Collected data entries
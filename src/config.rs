//! Configuration types for HDF-to-GeoTIFF conversion.
//!
//! All conversion behaviour is controlled through [`ConversionConfig`], built
//! via its [`ConversionConfigBuilder`]. Keeping every knob in one struct means
//! a single value describes a whole run — handy for logging and for driving
//! the same conversion from the CLI, a test, or another crate.
//!
//! The HEG toolchain is located through a single root directory
//! ([`ConversionConfig::heg_root`]); the stat and resample binaries, the
//! `MRTDATADIR` data directory and the `PGSHOME` toolkit directory are all
//! derived from it. Individual tool paths can still be overridden, which is
//! what the end-to-end tests use to substitute mock scripts.

use crate::error::Hdf2TifError;
use std::path::{Path, PathBuf};

/// Default HEG installation root when neither `--heg-root` nor `HEG_ROOT`
/// is given.
pub const DEFAULT_HEG_ROOT: &str = "/usr/local/heg";

/// Default `HEGUSER` identity passed to the HEG tools. The tools refuse to
/// run without one; the value itself is not meaningful.
pub const DEFAULT_HEG_USER: &str = "BOB";

/// Configuration for one HDF-to-GeoTIFF conversion.
///
/// Built via [`ConversionConfig::builder()`].
///
/// # Example
/// ```rust
/// use hdf2tif::ConversionConfig;
///
/// let config = ConversionConfig::builder()
///     .band("ndvi")
///     .projection("epsg:32633")
///     .build()
///     .unwrap();
/// ```
#[derive(Debug, Clone)]
pub struct ConversionConfig {
    /// Band alias selecting the data layer to extract, e.g. "ndvi", "evi".
    ///
    /// Resolved against the product band table
    /// ([`crate::products::field_name`]); an alias with no table entry is
    /// passed to the resampler verbatim, so exact field names work too.
    pub band: String,

    /// Target SRS for reprojection, e.g. "epsg:32633". `None` skips the
    /// warp stage entirely. Upper-cased before being handed to gdalwarp.
    pub projection: Option<String>,

    /// Stream the external tools' stdout to the terminal. Default: true.
    ///
    /// When false the children's stdout goes to the null device; stderr is
    /// never touched so tool failures stay diagnosable.
    pub verbose: bool,

    /// HEG installation root. `bin/hegtool`, `bin/resample`, `data` and
    /// `TOOLKIT_MTD` are resolved beneath it.
    pub heg_root: PathBuf,

    /// `HEGUSER` identity handed to the HEG tools. Default: "BOB".
    pub heg_user: String,

    /// Explicit path to the stat tool, overriding `heg_root/bin/hegtool`.
    pub stat_cmd: Option<PathBuf>,

    /// Explicit path to the resampler, overriding `heg_root/bin/resample`.
    pub resample_cmd: Option<PathBuf>,

    /// Reprojection command. Default: "gdalwarp" (found on PATH).
    pub warp_cmd: PathBuf,

    /// Resampling kernel written into the parameter block. Default: "BI"
    /// (bilinear).
    pub resampling_type: String,

    /// Reference ellipsoid written into the parameter block. Default:
    /// "WGS84".
    pub ellipsoid_code: String,
}

impl Default for ConversionConfig {
    fn default() -> Self {
        Self {
            band: String::new(),
            projection: None,
            verbose: true,
            heg_root: PathBuf::from(DEFAULT_HEG_ROOT),
            heg_user: DEFAULT_HEG_USER.to_string(),
            stat_cmd: None,
            resample_cmd: None,
            warp_cmd: PathBuf::from("gdalwarp"),
            resampling_type: "BI".to_string(),
            ellipsoid_code: "WGS84".to_string(),
        }
    }
}

impl ConversionConfig {
    /// Create a new builder for `ConversionConfig`.
    pub fn builder() -> ConversionConfigBuilder {
        ConversionConfigBuilder {
            config: Self::default(),
        }
    }

    /// Resolved path of the stat tool.
    pub fn stat_cmd(&self) -> PathBuf {
        self.stat_cmd
            .clone()
            .unwrap_or_else(|| self.heg_root.join("bin").join("hegtool"))
    }

    /// Resolved path of the resampler.
    pub fn resample_cmd(&self) -> PathBuf {
        self.resample_cmd
            .clone()
            .unwrap_or_else(|| self.heg_root.join("bin").join("resample"))
    }

    /// The three environment overrides the HEG tools require.
    ///
    /// These are passed per child process, never written into this
    /// process's own environment.
    pub fn env_overrides(&self) -> Vec<(String, String)> {
        vec![
            ("HEGUSER".to_string(), self.heg_user.clone()),
            (
                "MRTDATADIR".to_string(),
                self.heg_root.join("data").display().to_string(),
            ),
            (
                "PGSHOME".to_string(),
                self.heg_root.join("TOOLKIT_MTD").display().to_string(),
            ),
        ]
    }
}

/// Builder for [`ConversionConfig`].
#[derive(Debug)]
pub struct ConversionConfigBuilder {
    config: ConversionConfig,
}

impl ConversionConfigBuilder {
    pub fn band(mut self, band: impl Into<String>) -> Self {
        self.config.band = band.into();
        self
    }

    pub fn projection(mut self, srs: impl Into<String>) -> Self {
        self.config.projection = Some(srs.into());
        self
    }

    pub fn verbose(mut self, v: bool) -> Self {
        self.config.verbose = v;
        self
    }

    pub fn heg_root(mut self, root: impl Into<PathBuf>) -> Self {
        self.config.heg_root = root.into();
        self
    }

    pub fn heg_user(mut self, user: impl Into<String>) -> Self {
        self.config.heg_user = user.into();
        self
    }

    pub fn stat_cmd(mut self, path: impl Into<PathBuf>) -> Self {
        self.config.stat_cmd = Some(path.into());
        self
    }

    pub fn resample_cmd(mut self, path: impl Into<PathBuf>) -> Self {
        self.config.resample_cmd = Some(path.into());
        self
    }

    pub fn warp_cmd(mut self, path: impl Into<PathBuf>) -> Self {
        self.config.warp_cmd = path.into();
        self
    }

    pub fn resampling_type(mut self, kind: impl Into<String>) -> Self {
        self.config.resampling_type = kind.into();
        self
    }

    pub fn ellipsoid_code(mut self, code: impl Into<String>) -> Self {
        self.config.ellipsoid_code = code.into();
        self
    }

    /// Build the configuration, validating constraints.
    pub fn build(self) -> Result<ConversionConfig, Hdf2TifError> {
        let c = &self.config;
        if c.band.trim().is_empty() {
            return Err(Hdf2TifError::InvalidConfig(
                "band must not be empty".into(),
            ));
        }
        if let Some(ref srs) = c.projection {
            if srs.trim().is_empty() {
                return Err(Hdf2TifError::InvalidConfig(
                    "projection must not be an empty string".into(),
                ));
            }
        }
        Ok(self.config)
    }
}

/// Check whether `path` names an existing regular file.
pub(crate) fn existing_file(path: &Path) -> Result<(), Hdf2TifError> {
    if path.is_file() {
        Ok(())
    } else {
        Err(Hdf2TifError::FileNotFound {
            path: path.to_path_buf(),
        })
    }
}
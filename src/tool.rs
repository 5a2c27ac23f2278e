//! External tool invocation.
//!
//! Every pipeline stage boils down to "run one program, wait for it, fail
//! if it failed". [`ExternalTool`] wraps [`std::process::Command`] with the
//! three policies all stages share:
//!
//! * environment overrides are scoped to the child — the parent process
//!   environment is never mutated;
//! * the child runs inside the per-run working directory, so tools that
//!   drop fixed-named files into their cwd cannot collide across runs;
//! * stdout is streamed or suppressed as a whole (nothing is captured),
//!   while stderr always streams so failures stay diagnosable.

use crate::error::Hdf2TifError;
use std::ffi::{OsStr, OsString};
use std::path::PathBuf;
use std::process::{Command, Stdio};
use tracing::debug;

/// One external tool invocation, waited on to completion.
#[derive(Debug)]
pub struct ExternalTool {
    program: PathBuf,
    args: Vec<OsString>,
    envs: Vec<(String, String)>,
    cwd: Option<PathBuf>,
    verbose: bool,
}

impl ExternalTool {
    pub fn new(program: impl Into<PathBuf>) -> Self {
        Self {
            program: program.into(),
            args: Vec::new(),
            envs: Vec::new(),
            cwd: None,
            verbose: true,
        }
    }

    pub fn arg(mut self, arg: impl AsRef<OsStr>) -> Self {
        self.args.push(arg.as_ref().to_os_string());
        self
    }

    /// Environment overrides for the child only.
    pub fn envs(mut self, envs: &[(String, String)]) -> Self {
        self.envs.extend_from_slice(envs);
        self
    }

    /// Working directory for the child.
    pub fn current_dir(mut self, dir: impl Into<PathBuf>) -> Self {
        self.cwd = Some(dir.into());
        self
    }

    /// Stream (true) or suppress (false) the child's stdout.
    pub fn verbose(mut self, verbose: bool) -> Self {
        self.verbose = verbose;
        self
    }

    /// Short name used in error messages and logs.
    fn name(&self) -> String {
        self.program
            .file_name()
            .map(|n| n.to_string_lossy().into_owned())
            .unwrap_or_else(|| self.program.display().to_string())
    }

    /// Spawn the tool and wait for it to exit.
    ///
    /// A launch failure and a non-zero exit are both fatal; neither is
    /// retried.
    pub fn run(self) -> Result<(), Hdf2TifError> {
        let name = self.name();
        debug!(tool = %name, args = ?self.args, cwd = ?self.cwd, "invoking external tool");

        let mut cmd = Command::new(&self.program);
        cmd.args(&self.args);
        for (key, value) in &self.envs {
            cmd.env(key, value);
        }
        if let Some(ref dir) = self.cwd {
            cmd.current_dir(dir);
        }
        cmd.stdout(if self.verbose {
            Stdio::inherit()
        } else {
            Stdio::null()
        });

        let status = cmd
            .status()
            .map_err(|e| Hdf2TifError::ToolLaunchFailed {
                tool: name.clone(),
                source: e,
            })?;

        if status.success() {
            debug!(tool = %name, "external tool finished");
            Ok(())
        } else {
            Err(Hdf2TifError::ToolFailed { tool: name, status })
        }
    }
}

YOUR GOAL
In the records above, count the lines that contain the word "passed" and state only that count.

ANSWER FOR THIS EXERCISE
3